• [Records for the exercise]:
//! End-to-end tick scenarios on hand-built worlds.
//!
//! Run with: cargo test scenarios

#![allow(missing_docs)]
#![allow(clippy::unwrap_used)]

use std::collections::BTreeMap;

use fogline::actions::{Action, ActionHandler, ActionKind, Effect, FightTarget, HandlerRegistry, Proposal, WorldView};
use fogline::config::{BalanceConfig, GameConfig};
use fogline::engine::{EventKind, GameEngine, GameStatus, Viewer};
use fogline::error::EngineError;
use fogline::mapgen::MapPreset;
use fogline::world::{
    Agent, AgentId, Biome, Cell, Controller, Coord, Direction, ItemKind, ItemStack, Map, Terrain, World,
};

/// Open 20x20 plains.
fn open_world() -> World {
    let map = Map::from_fn(20, |_| Cell::new(Terrain::Plains, Biome::Grassland));
    World::new(7, MapPreset::Default, map)
}

fn place(world: &mut World, id: &str, at: Coord, balance: &BalanceConfig) -> AgentId {
    let agent = Agent::new(
        AgentId::new(id),
        id,
        Controller::Adversary {
            profile: "scenario".to_string(),
        },
        "",
        at,
        balance,
    );
    world.agents.insert(agent.id.clone(), agent);
    AgentId::new(id)
}

fn started(world: World, balance: BalanceConfig) -> GameEngine {
    let mut engine = GameEngine::with_world("scenario", GameConfig::default(), balance, world);
    engine.start().unwrap();
    engine
}

fn actions(list: Vec<(&AgentId, Action)>) -> BTreeMap<AgentId, Action> {
    list.into_iter().map(|(id, action)| (id.clone(), action)).collect()
}

#[test]
fn test_move_contest_goes_to_lower_id() {
    let balance = BalanceConfig::default();
    let mut world = open_world();
    let a = place(&mut world, "a", Coord::new(2, 3), &balance);
    let b = place(&mut world, "b", Coord::new(4, 3), &balance);
    let mut engine = started(world, balance);

    let delta = engine
        .step(actions(vec![
            (&a, Action::Move { direction: Direction::East, distance: 1 }),
            (&b, Action::Move { direction: Direction::West, distance: 1 }),
        ]))
        .unwrap();

    let world = engine.world();
    assert_eq!(world.agent(&a).unwrap().position, Coord::new(3, 3));
    assert_eq!(world.agent(&b).unwrap().position, Coord::new(4, 3));
    let loser = delta.results.iter().find(|r| r.agent == b).unwrap();
    assert!(!loser.success);
    assert!(loser.message.contains("tile occupied"), "{}", loser.message);

    // The loser paid nothing.
    let starting = engine.balance().agent.starting_energy;
    let regen = engine.balance().agent.energy_regen;
    assert_eq!(world.agent(&b).unwrap().energy, starting + regen);
    assert_eq!(world.agent(&a).unwrap().energy, starting - 1 + regen);
}

#[test]
fn test_simultaneous_hits_both_land() {
    let mut balance = BalanceConfig::default();
    balance.combat.base_damage = 1;
    balance.combat.min_damage = 1;
    let mut world = open_world();
    let a = place(&mut world, "a", Coord::new(4, 5), &balance);
    let b = place(&mut world, "b", Coord::new(6, 5), &balance);
    let c = place(&mut world, "c", Coord::new(5, 5), &balance);
    world.agent_mut(&c).unwrap().hp = 3;
    let mut engine = started(world, balance);

    let delta = engine
        .step(actions(vec![
            (&a, Action::Fight { target: FightTarget::Agent(c.clone()) }),
            (&b, Action::Fight { target: FightTarget::Agent(c.clone()) }),
        ]))
        .unwrap();

    assert!(delta.results.iter().filter(|r| r.kind == ActionKind::Fight).all(|r| r.success));
    let victim = engine.world().agent(&c).unwrap();
    assert!(victim.alive);
    assert_eq!(victim.hp, 1);
}

#[test]
fn test_vision_radius_three_covers_29_tiles() {
    let balance = BalanceConfig::default();
    assert_eq!(balance.agent.vision_radius, 3);
    let mut world = open_world();
    let a = place(&mut world, "a", Coord::new(10, 10), &balance);
    let engine = started(world, balance);

    let snapshot = engine.snapshot(&Viewer::Agent(a.clone())).unwrap();
    assert_eq!(snapshot.tiles.len(), 29);
    assert_eq!(snapshot.explored, Some(29));
    assert!(engine.visibility().can_see(&a, Coord::new(13, 10)));
    assert!(!engine.visibility().can_see(&a, Coord::new(13, 11)));
}

#[test]
fn test_claiming_own_tile_is_idempotent() {
    let balance = BalanceConfig::default();
    let mut world = open_world();
    let a = place(&mut world, "a", Coord::new(8, 8), &balance);
    world.map.set_owner(Coord::new(8, 8), a.clone());
    let mut engine = started(world, balance);
    let before = engine.world().agent(&a).unwrap().energy;

    for _ in 0..2 {
        let delta = engine
            .step(actions(vec![(&a, Action::Claim { target: None })]))
            .unwrap();
        assert!(delta.results[0].success);
        assert!(delta.tiles.is_empty());
    }

    let world = engine.world();
    assert_eq!(world.map.owner(Coord::new(8, 8)), Some(&a));
    assert_eq!(world.map.count_owned(&a), 1);
    let regen = engine.balance().agent.energy_regen;
    assert_eq!(world.agent(&a).unwrap().energy, before + 2 * regen);
}

#[test]
fn test_kill_spills_inventory_and_respawns() {
    let mut balance = BalanceConfig::default();
    balance.agent.respawn_ticks = 2;
    let mut world = open_world();
    let a = place(&mut world, "a", Coord::new(4, 5), &balance);
    let c = place(&mut world, "c", Coord::new(5, 5), &balance);
    let victim = world.agent_mut(&c).unwrap();
    victim.hp = 1;
    let limits = victim.inventory_limits(&balance);
    let leftover = victim
        .inventory
        .add(ItemStack::new(ItemKind::Potion { heal: 3 }, 2), limits);
    assert_eq!(leftover, 0);
    let mut engine = started(world, balance);

    engine
        .step(actions(vec![(&a, Action::Fight { target: FightTarget::Agent(c.clone()) })]))
        .unwrap();
    let world = engine.world();
    assert!(!world.agent(&c).unwrap().alive);
    assert_eq!(world.agent(&a).unwrap().kills, 1);
    assert!(world.objects_at(Coord::new(5, 5)).next().is_some());

    engine.step(BTreeMap::new()).unwrap();
    engine.step(BTreeMap::new()).unwrap();
    let victim = engine.world().agent(&c).unwrap();
    assert!(victim.alive);
    assert_eq!(victim.position, Coord::new(5, 5));
    assert_eq!(engine.status(), GameStatus::Running);
}

fn finished_reason(engine: &mut GameEngine) -> Option<String> {
    engine
        .drain_events()
        .into_iter()
        .find(|e| e.kind == EventKind::GameFinished)
        .and_then(|e| e.payload["result"]["reason"].as_str().map(str::to_string))
}

/// 20x20 world where `a` already owns `owned` tiles and stands on an unowned one.
fn nearly_dominated(owned: usize, config: GameConfig) -> (GameEngine, AgentId) {
    let balance = BalanceConfig::default();
    let mut world = open_world();
    let a = place(&mut world, "a", Coord::new(19, 19), &balance);
    for i in 0..owned {
        let i = u16::try_from(i).unwrap();
        world.map.set_owner(Coord::new(i % 20, i / 20), a.clone());
    }
    let mut engine = GameEngine::with_world("domination", config, balance, world);
    engine.start().unwrap();
    (engine, a)
}

#[test]
fn test_domination_ends_game_early() {
    let config = GameConfig {
        domination_fraction: 0.5,
        win_after_ticks: 10,
        ..GameConfig::default()
    };
    let (mut engine, a) = nearly_dominated(199, config);

    engine
        .step(actions(vec![(&a, Action::Claim { target: None })]))
        .unwrap();

    assert_eq!(engine.world().map.count_owned(&a), 200);
    assert_eq!(engine.status(), GameStatus::Finished);
    assert_eq!(engine.tick(), 1);
    assert_eq!(finished_reason(&mut engine).as_deref(), Some("domination"));
    assert_eq!(engine.final_scores().unwrap()[0].agent, a);
}

#[test]
fn test_one_tile_short_of_domination_keeps_running() {
    let config = GameConfig {
        domination_fraction: 0.5,
        win_after_ticks: 10,
        ..GameConfig::default()
    };
    let (mut engine, a) = nearly_dominated(198, config);

    engine
        .step(actions(vec![(&a, Action::Claim { target: None })]))
        .unwrap();

    assert_eq!(engine.status(), GameStatus::Running);
    assert_eq!(finished_reason(&mut engine), None);
}

#[test]
fn test_domination_outranks_tick_limit() {
    let config = GameConfig {
        domination_fraction: 0.5,
        win_after_ticks: 1,
        ..GameConfig::default()
    };
    let (mut engine, a) = nearly_dominated(199, config);

    engine
        .step(actions(vec![(&a, Action::Claim { target: None })]))
        .unwrap();

    assert_eq!(engine.status(), GameStatus::Finished);
    assert_eq!(finished_reason(&mut engine).as_deref(), Some("domination"));
}

/// WAIT that walks the agent one tile west regardless of terrain.
#[derive(Debug)]
struct SinkingWait;

impl ActionHandler for SinkingWait {
    fn kind(&self) -> ActionKind {
        ActionKind::Wait
    }

    fn propose(&self, _action: &Action, _view: &WorldView<'_>, agent: &Agent) -> Result<Proposal, String> {
        let to = Coord::new(agent.position.x - 1, agent.position.y);
        Ok(Proposal::free(Effect::MoveAgent {
            from: agent.position,
            to,
            portal: None,
        }))
    }
}

#[test]
fn test_broken_tick_rolls_back_and_fails_game() {
    let balance = BalanceConfig::default();
    let map = Map::from_fn(20, |c| {
        if c.x == 0 {
            Cell::new(Terrain::Water, Biome::Ocean)
        } else {
            Cell::new(Terrain::Plains, Biome::Grassland)
        }
    });
    let mut world = World::new(7, MapPreset::Default, map);
    let a = place(&mut world, "a", Coord::new(1, 4), &balance);
    let mut registry = HandlerRegistry::with_defaults();
    registry.register(Box::new(SinkingWait));
    let mut engine = started(world, balance).with_registry(registry);
    let before = engine.world().agent(&a).unwrap().clone();

    let err = engine.step(BTreeMap::new()).unwrap_err();

    assert!(matches!(err, EngineError::Invariants { tick: 1, .. }), "{err}");
    assert!(err.is_fatal());
    assert_eq!(engine.status(), GameStatus::Failed);
    assert_eq!(engine.tick(), 0);
    assert_eq!(engine.world().agent(&a).unwrap(), &before);
    let events = engine.drain_events();
    assert!(events.iter().any(|e| e.kind == EventKind::GameFailed));
    assert!(matches!(engine.step(BTreeMap::new()), Err(EngineError::NotRunning("failed"))));
}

• [Action item]: Please, from the entries above, set down exactly the lines from the one containing "assert_eq!(snapshot.explored, Some(29));" through the one containing "assert!(delta.results[0].success);", and only those.

• [Result of this task]:
    assert_eq!(snapshot.explored, Some(29));
    assert!(engine.visibility().can_see(&a, Coord::new(13, 10)));
    assert!(!engine.visibility().can_see(&a, Coord::new(13, 11)));
}

#[test]
fn test_claiming_own_tile_is_idempotent() {
    let balance = BalanceConfig::default();
    let mut world = open_world();
    let a = place(&mut world, "a", Coord::new(8, 8), &balance);
    world.map.set_owner(Coord::new(8, 8), a.clone());
    let mut engine = started(world, balance);
    let before = engine.world().agent(&a).unwrap().energy;

    for _ in 0..2 {
        let delta = engine
            .step(actions(vec![(&a, Action::Claim { target: None })]))
            .unwrap();
        assert!(delta.results[0].success);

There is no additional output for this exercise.